Sleep tracking — informational, not prescriptive
Wearables (Oura, Whoop, Apple Watch, Garmin) estimate sleep stages from heart rate variability and movement. These estimates correlate roughly with polysomnography for duration and light/deep proportion but are unreliable for REM staging. Use tracker data to identify TRENDS (better/worse across weeks), not to make sleep decisions based on individual nightly scores.[14]
Magnesium (glycinate)
The only supplement with reasonable clinical evidence for sleep support in most populations. Glycine (the ligand in glycinate form) has independent sedative-hypnotic effects. Standard dose 200-400 mg 60-90 min before bed. See the magnesium protocol.
Melatonin — dose and timing matter
Endogenous nightly release is approximately 0.3 mg. Supplemental doses of 5-10 mg (the standard OTC format) are dramatically supraphysiological. Emerging evidence supports LOWER doses (0.3-1 mg) taken 4-5 hours before intended sleep to shift circadian phase in jet lag or shift work. Higher doses used as "sleeping pills" are less effective than marketed and can produce next-day grogginess.[15]
Cognitive Behavioral Therapy for Insomnia (CBT-I)

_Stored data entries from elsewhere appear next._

//! event-bridge host
//!
//! Reads newline-delimited JSON events from stdin, drives the built-in echo
//! application through the bridge, and prints one JSON outcome per event.
//!
//! ```text
//!   stdin (events) ──▶ invoke ──▶ ensure_ready ──▶ /tmp/server-<id>.sock ──▶ echo app
//!   stdout (outcomes) ◀── response / mapped error ◀──────────────────────────────┘
//! ```

use std::future::Future;
use std::io::Write;
use std::net::SocketAddr;
use std::path::PathBuf;
use std::sync::Arc;

use axum::{
    body::Bytes,
    http::{HeaderMap, Method, Uri},
    Json, Router,
};
use clap::Parser;
use futures_util::{Stream, StreamExt};
use serde_json::{json, Value};
use tokio::io::{AsyncBufReadExt, BufReader};
use tower_http::trace::TraceLayer;

use event_bridge::config::{load_config, BridgeConfig};
use event_bridge::lifecycle::signals;
use event_bridge::observability::{logging, metrics};
use event_bridge::{
    invoke, Event, MappingPipeline, PathMapping, ProxyOptions, Rejection, RequestDefaults,
    ServerHandle,
};

#[derive(Parser)]
#[command(name = "event-bridge")]
#[command(about = "Drive an HTTP application with invocation events over a Unix socket", long_about = None)]
struct Cli {
    /// TOML configuration file.
    #[arg(short, long, env = "EVENT_BRIDGE_CONFIG")]
    config: Option<PathBuf>,

    /// Request path for every event (defaults to the configured default path).
    #[arg(short, long)]
    path: Option<String>,

    /// Events processed at once. Output order always follows input order.
    #[arg(long, default_value_t = 1)]
    concurrency: usize,
}

#[tokio::main]
async fn main() -> Result<(), Box<dyn std::error::Error>> {
    let cli = Cli::parse();

    let config = match &cli.config {
        Some(path) => load_config(path)?,
        None => BridgeConfig::default(),
    };

    logging::init(&config.observability)?;
    tracing::info!("event-bridge v{} starting", env!("CARGO_PKG_VERSION"));

    if config.observability.metrics_enabled {
        match config.observability.metrics_address.parse::<SocketAddr>() {
            Ok(addr) => metrics::init_metrics(addr),
            Err(e) => tracing::error!(
                metrics_address = %config.observability.metrics_address,
                error = %e,
                "Failed to parse metrics address"
            ),
        }
    }

    let server = Arc::new(ServerHandle::from_config(echo_app(), &config));
    tracing::info!(
        socket_dir = %config.transport.socket_dir.display(),
        max_bind_attempts = config.restart.max_bind_attempts,
        "Bridge configured"
    );

    let paths = cli.path.map(PathMapping::Fixed).unwrap_or_default();
    let pipeline: MappingPipeline = MappingPipeline::general(paths, RequestDefaults::from(&config.request))
        .with_library_error_mapper(|error, ctx| async move {
            Ok(json!({
                "statusCode": 500,
                "error": error.to_string(),
                "invocationId": ctx.invocation_id,
            }))
        })
        .with_runtime_error_mapper(|error, ctx| async move {
            Ok(json!({
                "statusCode": 502,
                "error": error.to_string(),
                "invocationId": ctx.invocation_id,
            }))
        });

    let stop = async {
        signals::wait_for_termination().await;
        tracing::info!("Stopping before end of input; draining in-flight invocations");
    };
    run_events(
        &server,
        &pipeline,
        stdin_lines(),
        stop,
        cli.concurrency.max(1),
        &mut std::io::stdout(),
    )
    .await?;

    server.shutdown().await;
    tracing::info!("Shutdown complete");
    Ok(())
}

fn stdin_lines() -> impl Stream<Item = std::io::Result<String>> {
    let lines = BufReader::new(tokio::io::stdin()).lines();
    futures_util::stream::unfold(lines, |mut lines| async move {
        match lines.next_line().await {
            Ok(Some(line)) => Some((Ok(line), lines)),
            Ok(None) => None,
            Err(e) => Some((Err(e), lines)),
        }
    })
}

/// Run every input line through the bridge, writing outcomes in input order.
///
/// Once `stop` completes no further lines are read, but invocations already
/// in flight still finish and are written.
async fn run_events<S, F, W>(
    server: &Arc<ServerHandle>,
    pipeline: &MappingPipeline,
    lines: S,
    stop: F,
    concurrency: usize,
    out: &mut W,
) -> std::io::Result<()>
where
    S: Stream<Item = std::io::Result<String>>,
    F: Future<Output = ()>,
    W: Write,
{
    let outcomes = lines
        .take_until(stop)
        .filter(|line| std::future::ready(!matches!(line, Ok(l) if l.trim().is_empty())))
        .map(|line| async move {
            match line {
                Ok(line) => Ok(handle_line(server, pipeline, &line).await),
                Err(e) => Err(e),
            }
        })
        .buffered(concurrency);
    let mut outcomes = std::pin::pin!(outcomes);

    while let Some(outcome) = outcomes.next().await {
        writeln!(out, "{}", outcome?)?;
    }
    out.flush()
}

async fn handle_line(server: &Arc<ServerHandle>, pipeline: &MappingPipeline, line: &str) -> Value {
    let event: Event = match serde_json::from_str(line) {
        Ok(event) => event,
        Err(e) => return json!({ "error": format!("invalid event: {e}") }),
    };

    match invoke(server, event, ProxyOptions::default(), pipeline).await {
        Ok(body) => json!({ "result": body }),
        Err(Rejection::Mapped(value)) => json!({ "error": value }),
        Err(other) => json!({ "error": other.to_string() }),
    }
}

/// Stand-in application: reflects what it received.
fn echo_app() -> Router {
    Router::new()
        .fallback(echo)
        .layer(TraceLayer::new_for_http())
}

async fn echo(method: Method, uri: Uri, headers: HeaderMap, body: Bytes) -> Json<Value> {
    let header = |name: &str| headers.get(name).and_then(|v| v.to_str().ok()).map(str::to_owned);
    let body = serde_json::from_slice::<Value>(&body)
        .unwrap_or_else(|_| Value::String(String::from_utf8_lossy(&body).into_owned()));

    Json(json!({
        "method": method.as_str(),
        "path": uri.path(),
        "eventSource": header("x-event-source"),
        "requestId": header("x-request-id"),
        "body": body,
    }))
}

For chronic insomnia, CBT-I has stronger long-term efficacy than any sleep medication. Meta-analyses consistently show sustained improvement 6-12 months post-treatment vs medication response that ends when medication ends. First-line treatment per most sleep medicine guidelines.[16]
⌑ V · When to InvestigateSleep pathology.
- Sleep apnea. The most common under-diagnosed cause of poor sleep architecture. Loud snoring, witnessed apneas, morning headaches, unrefreshing sleep despite adequate duration, or unexplained daytime fatigue → home sleep study. Untreated OSA blunts testosterone, worsens cardiovascular risk, and destroys deep sleep specifically.[17]
- Restless legs syndrome. Uncomfortable leg sensations at rest, relieved by movement. Ferritin below 75 ng/mL is a common driver; check with a complete iron panel.
- Chronic insomnia. Difficulty initiating or maintaining sleep at least 3 nights weekly for 3+ months. CBT-I is the evidence-based first line. Prescription sleep aids should be short-term rescue only.
- Circadian rhythm disorders. Delayed sleep phase, advanced sleep phase, non-24-hour disorder. Distinct from insomnia — the total sleep is normal but timing is misaligned. Chronotherapy + light exposure protocols are the primary intervention.
Every other protocol in the Codex — creatine, testosterone optimization, protein intake, training frequency, longevity compounds — becomes less effective when sleep is compromised. Sleep is not one lever among many. It is the substrate through which every other lever works. Fix this before optimizing anything else.